S 1000-N vs Go To Gray in Real Spaces
2 real rooms side by side. S 1000-N and Go To Gray are close enough that the difference can be hard to judge from a chip alone — these photos show how each reads at scale, across different spaces and lighting conditions.
Living Room
Living rooms test a color across a full range of conditions — morning sun, afternoon shade, and evening lamp light all shift how both of these read.

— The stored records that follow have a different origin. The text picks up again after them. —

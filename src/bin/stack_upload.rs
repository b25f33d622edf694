//! Batch resumable upload of per-slice TIFF files into a volume sink
//!
//! Slice files are expected to follow `{prefix}_{z:06}.tif` under the
//! source directory. Completed slices are recorded as markers in the
//! progress directory; re-running retries only what is missing.

use anyhow::Result;
use clap::Parser;
use log::info;
use ngstack::{create_sink, Provenance, UploadConfig, UploadDriver, VolumeDescriptor};
use std::fs;
use std::path::PathBuf;

#[derive(Parser, Debug)]
#[command(name = "stack_upload")]
#[command(about = "Resumable parallel upload of a TIFF slice directory")]
struct Args {
    /// Directory containing the per-slice TIFF files
    #[arg(long)]
    source_dir: PathBuf,

    /// Destination volume location, e.g. file:///data/dataset/layer
    #[arg(long)]
    bucket: String,

    /// Path to a JSON volume descriptor file
    #[arg(long)]
    descriptor: PathBuf,

    /// Slice file name prefix
    #[arg(long, default_value = "brain")]
    prefix: String,

    /// Number of upload workers
    #[arg(long, default_value_t = ngstack::DEFAULT_WORKERS)]
    workers: usize,

    /// Directory holding completion markers
    #[arg(long, default_value = "progress")]
    progress_dir: PathBuf,

    /// Free-text description of the dataset
    #[arg(long, default_value = "")]
    description: String,

    /// Contact identifier for the uploader/imager (repeatable)
    #[arg(long = "owner")]
    owners: Vec<String>,
}

#[tokio::main]
async fn main() -> Result<()> {
    env_logger::init_from_env(env_logger::Env::default().default_filter_or("info"));
    let args = Args::parse();

    let descriptor: VolumeDescriptor = serde_json::from_str(&fs::read_to_string(&args.descriptor)?)?;
    let sink = create_sink(&args.bucket, descriptor).await?;

    let config = UploadConfig::new(&args.source_dir, &args.prefix)
        .with_workers(args.workers)
        .with_progress_dir(&args.progress_dir);
    let provenance = Provenance::new(args.description, args.owners);

    let driver = UploadDriver::new(config, sink, provenance)?;
    let report = driver.run().await?;

    if !report.is_complete() {
        anyhow::bail!(
            "{} slices failed to upload; re-run to retry them",
            report.failed
        );
    }
    info!("all {} pending slices uploaded", report.uploaded);
    Ok(())
}
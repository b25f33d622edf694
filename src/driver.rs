//! Upload drivers for batch and single-shot modes
//!
//! Batch mode dispatches pending slices across a bounded pool of tasks and
//! funnels results over a channel back to a single loop that owns the
//! progress tracker, so markers are never written concurrently. A marker is
//! created only after the sink write for that slice has returned success;
//! violating that order would permanently skip unwritten data on resume.

use crate::block::PixelBlock;
use crate::error::{Result, UploadError};
use crate::loader;
use crate::sink::VolumeSink;
use crate::tracker::ProgressTracker;
use crate::types::Provenance;
use log::{error, info};
use std::path::{Path, PathBuf};
use std::sync::Arc;
use tokio::sync::{mpsc, Semaphore};
use tokio::task;

/// Default number of upload workers
pub const DEFAULT_WORKERS: usize = 8;

/// Native (page, row, column) to target (X, Y, Z) axis order
const STACK_PERMUTATION: [usize; 3] = [2, 1, 0];

/// Native (row, column) to target (X, Y) axis order
const SLICE_PERMUTATION: [usize; 2] = [1, 0];

/// Configuration for a batch upload run
#[derive(Debug, Clone)]
pub struct UploadConfig {
    /// Directory containing the per-slice TIFF files
    pub source_dir: PathBuf,

    /// File name prefix; slices follow `{prefix}_{z:06}.tif`
    pub file_prefix: String,

    /// Number of concurrent upload workers
    pub workers: usize,

    /// Directory holding completion markers
    pub progress_dir: PathBuf,
}

impl UploadConfig {
    pub fn new(source_dir: impl Into<PathBuf>, file_prefix: impl Into<String>) -> Self {
        Self {
            source_dir: source_dir.into(),
            file_prefix: file_prefix.into(),
            workers: DEFAULT_WORKERS,
            progress_dir: PathBuf::from("progress"),
        }
    }

    /// Set the worker count
    pub fn with_workers(mut self, workers: usize) -> Self {
        self.workers = workers.max(1);
        self
    }

    /// Set the progress marker directory
    pub fn with_progress_dir(mut self, dir: impl Into<PathBuf>) -> Self {
        self.progress_dir = dir.into();
        self
    }

    /// Source file path for the slice at `z`
    pub fn slice_path(&self, z: i64) -> PathBuf {
        self.source_dir
            .join(format!("{}_{:06}.tif", self.file_prefix, z))
    }
}

/// Outcome of a batch upload run
#[derive(Debug, Clone, Copy, PartialEq, Eq)]
pub struct UploadReport {
    /// Slices uploaded and marked done in this run
    pub uploaded: usize,

    /// Slices skipped because their markers already existed
    pub skipped: usize,

    /// Slices that failed; re-running the driver retries exactly these
    pub failed: usize,
}

impl UploadReport {
    pub fn is_complete(&self) -> bool {
        self.failed == 0
    }
}

/// Batch resumable upload driver
pub struct UploadDriver {
    config: UploadConfig,
    sink: Arc<dyn VolumeSink>,
    tracker: ProgressTracker,
    provenance: Provenance,
}

impl UploadDriver {
    /// Create a driver, opening the progress tracker from the config
    pub fn new(
        config: UploadConfig,
        sink: Arc<dyn VolumeSink>,
        provenance: Provenance,
    ) -> Result<Self> {
        sink.descriptor().validate_for_slices()?;
        let tracker = ProgressTracker::open(&config.progress_dir)?;
        Ok(Self {
            config,
            sink,
            tracker,
            provenance,
        })
    }

    /// Run the upload: enumerate, filter, dispatch, mark
    ///
    /// Per-slice failures are logged and counted, never aborting slices in
    /// flight. There is no retry; a failed slice stays unmarked and is
    /// picked up by the next run.
    pub async fn run(&self) -> Result<UploadReport> {
        let (z_min, z_max) = self.sink.z_bounds();
        let done = self.tracker.completed_set()?;
        let pending: Vec<i64> = (z_min..=z_max).filter(|z| !done.contains(z)).collect();

        let total = (z_max - z_min + 1) as usize;
        let skipped = total - pending.len();
        info!(
            "uploading {} of {} slices ({} already done) with {} workers",
            pending.len(),
            total,
            skipped,
            self.config.workers
        );

        self.sink.commit_provenance(&self.provenance).await?;

        if pending.is_empty() {
            return Ok(UploadReport {
                uploaded: 0,
                skipped,
                failed: 0,
            });
        }

        let workers = self.config.workers.max(1);
        let semaphore = Arc::new(Semaphore::new(workers));
        let (tx, mut rx) = mpsc::channel::<(i64, Result<()>)>(workers);

        for z in pending {
            let semaphore = Arc::clone(&semaphore);
            let sink = Arc::clone(&self.sink);
            let path = self.config.slice_path(z);
            let tx = tx.clone();
            tokio::spawn(async move {
                let outcome = match semaphore.acquire_owned().await {
                    Ok(_permit) => upload_slice(&path, z, sink.as_ref()).await,
                    Err(_) => Err(UploadError::Configuration(
                        "worker pool shut down".to_string(),
                    )),
                };
                // Receiver dropping means the run was abandoned; nothing to do
                let _ = tx.send((z, outcome)).await;
            });
        }
        drop(tx);

        // Single-threaded tracker updates: only this loop touches markers
        let mut uploaded = 0;
        let mut failed = 0;
        while let Some((z, outcome)) = rx.recv().await {
            match outcome {
                Ok(()) => {
                    self.tracker.mark_done(z)?;
                    uploaded += 1;
                }
                Err(err) => {
                    error!("slice {} failed: {}", z, err);
                    failed += 1;
                }
            }
        }

        let report = UploadReport {
            uploaded,
            skipped,
            failed,
        };
        info!(
            "upload finished: {} uploaded, {} skipped, {} failed",
            report.uploaded, report.skipped, report.failed
        );
        Ok(report)
    }
}

/// Load, transform, and write one slice
async fn upload_slice(path: &Path, z: i64, sink: &dyn VolumeSink) -> Result<()> {
    let owned_path = path.to_path_buf();
    let block = task::spawn_blocking(move || -> Result<PixelBlock> {
        // Sources are single-channel (row, column); the sink expects a
        // trailing channel axis
        let block = loader::load_slice(&owned_path)?.to_target_axes(&SLICE_PERMUTATION)?;
        Ok(block.with_channel_axis())
    })
    .await
    .map_err(|e| UploadError::Configuration(format!("decode task failed: {}", e)))??;

    sink.write_slice(z, &block).await
}

/// Single-shot upload of an entire volume from one multi-page TIFF
///
/// Every failure is fatal; no partial write is assumed valid and nothing is
/// recorded in any progress tracker.
pub async fn upload_volume(
    img: &Path,
    sink: Arc<dyn VolumeSink>,
    provenance: &Provenance,
) -> Result<()> {
    loader::require_tiff_extension(img)?;

    let path = img.to_path_buf();
    let block = task::spawn_blocking(move || loader::load_stack(&path))
        .await
        .map_err(|e| UploadError::Configuration(format!("decode task failed: {}", e)))??;

    info!("loaded stack {} with native shape {:?}", img.display(), block.shape());

    let block = block.to_target_axes(&STACK_PERMUTATION)?;
    let block = if block.ndim() == 3 {
        block.with_channel_axis()
    } else {
        block
    };
    // Hard preconditions: checked before anything is written
    block.validate_against(sink.descriptor())?;

    sink.commit_provenance(provenance).await?;
    sink.write_volume(&block).await
}

#[cfg(test)]
mod tests {
    use super::*;

    #[test]
    fn test_slice_path_zero_padding() {
        let config = UploadConfig::new("/data/images", "brain");
        assert_eq!(
            config.slice_path(5),
            PathBuf::from("/data/images/brain_000005.tif")
        );
        assert_eq!(
            config.slice_path(123456),
            PathBuf::from("/data/images/brain_123456.tif")
        );
    }

    #[test]
    fn test_config_defaults() {
        let config = UploadConfig::new("/data", "img");
        assert_eq!(config.workers, DEFAULT_WORKERS);
        assert_eq!(config.progress_dir, PathBuf::from("progress"));

        let config = config.with_workers(0);
        assert_eq!(config.workers, 1);
    }

    #[test]
    fn test_report_completeness() {
        let report = UploadReport {
            uploaded: 3,
            skipped: 7,
            failed: 0,
        };
        assert!(report.is_complete());

        let report = UploadReport {
            uploaded: 2,
            skipped: 0,
            failed: 1,
        };
        assert!(!report.is_complete());
    }
}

S 1000-N has the edge in reflectance, which shows as a quiet sense of added space rather than an obvious contrast.
Dining Room
Dining room light is typically the warmest in the house, which shifts both colors toward the red end of the spectrum compared to daylight. S 1000-N reads slightly lighter here — a subtle but real difference in how open the space feels.
Color Details
S 1000-N vs Go To Gray Simulated Comparison
5 simulated room previews — drag the slider on each to see S 1000-N on one side and Go To Gray on the other.
Digital color is approximate. These simulations are generated from the manufacturer's hex values and overlaid on grayscale room photos — your screen's calibration, brightness, and viewing angle all affect how they render. Before committing to either color, test physical samples in your own space under the light you actually live with.
More S 1000-N comparisons
See how S 1000-N stacks up against other well-photographed colors across different brands and tones.